Acorn Squash with Caramel Sauce
This squash recipe from Grandma's Homestead Restaurant, Holmes County, Ohio, is so delicious it could be dessert. The caramel sauce is also great as a dip for apples or a topping for ice cream.
Total TimePrep: 10 min. Bake: 45 min.
Makes6 servings (4 cups sauce)
- 3 medium acorn squash
- 3/4 teaspoon ground cinnamon
- 2 tablespoons butter
- CARAMEL SAUCE:
- 2 cups packed brown sugar
- 2 cups maple pancake syrup
- 1/2 cup butter, cubed
- 1/2 cup heavy whipping cream
- Cut squash in half; remove and discard seeds. Sprinkle cinnamon over squash. Place cut side down in a 15x10x1-in. baking pan; add 1/2 in. of hot water. Bake, uncovered, at 350° for 30 minutes.
- Drain water from pan; turn squash cut side up and dot with butter. Bake 15-20 minutes longer or until tender.

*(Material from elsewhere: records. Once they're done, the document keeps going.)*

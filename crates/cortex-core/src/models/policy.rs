use super::memory::MemoryType;
use serde::{Deserialize, Serialize};

/// §4.7 / §6 per-type retention and capacity policy.
#[derive(Debug, Clone, Serialize, Deserialize)]
pub struct MemoryTypePolicy {
    pub memory_type: MemoryType,
    pub max_memories: Option<u64>,
    pub retention_days: Option<u32>,
    pub priority_weight: f64,
    pub auto_summarize: bool,
}

impl MemoryTypePolicy {
    pub fn new(memory_type: MemoryType) -> Self {
        Self {
            memory_type,
            max_memories: None,
            retention_days: None,
            priority_weight: 1.0,
            auto_summarize: false,
        }
    }
}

- Meanwhile, for sauce, in a large saucepan, bring brown sugar and syrup to a boil. Reduce heat to medium; cook until sugar is dissolved. Stir in butter until melted. Add cream. Remove from the heat. Serve with squash. Refrigerate leftover sauce.
Nutrition Facts1 each: 871 calories, 27g fat (16g saturated fat), 78mg cholesterol, 316mg sodium, 165g carbohydrate (119g sugars, 4g fiber), 2g protein.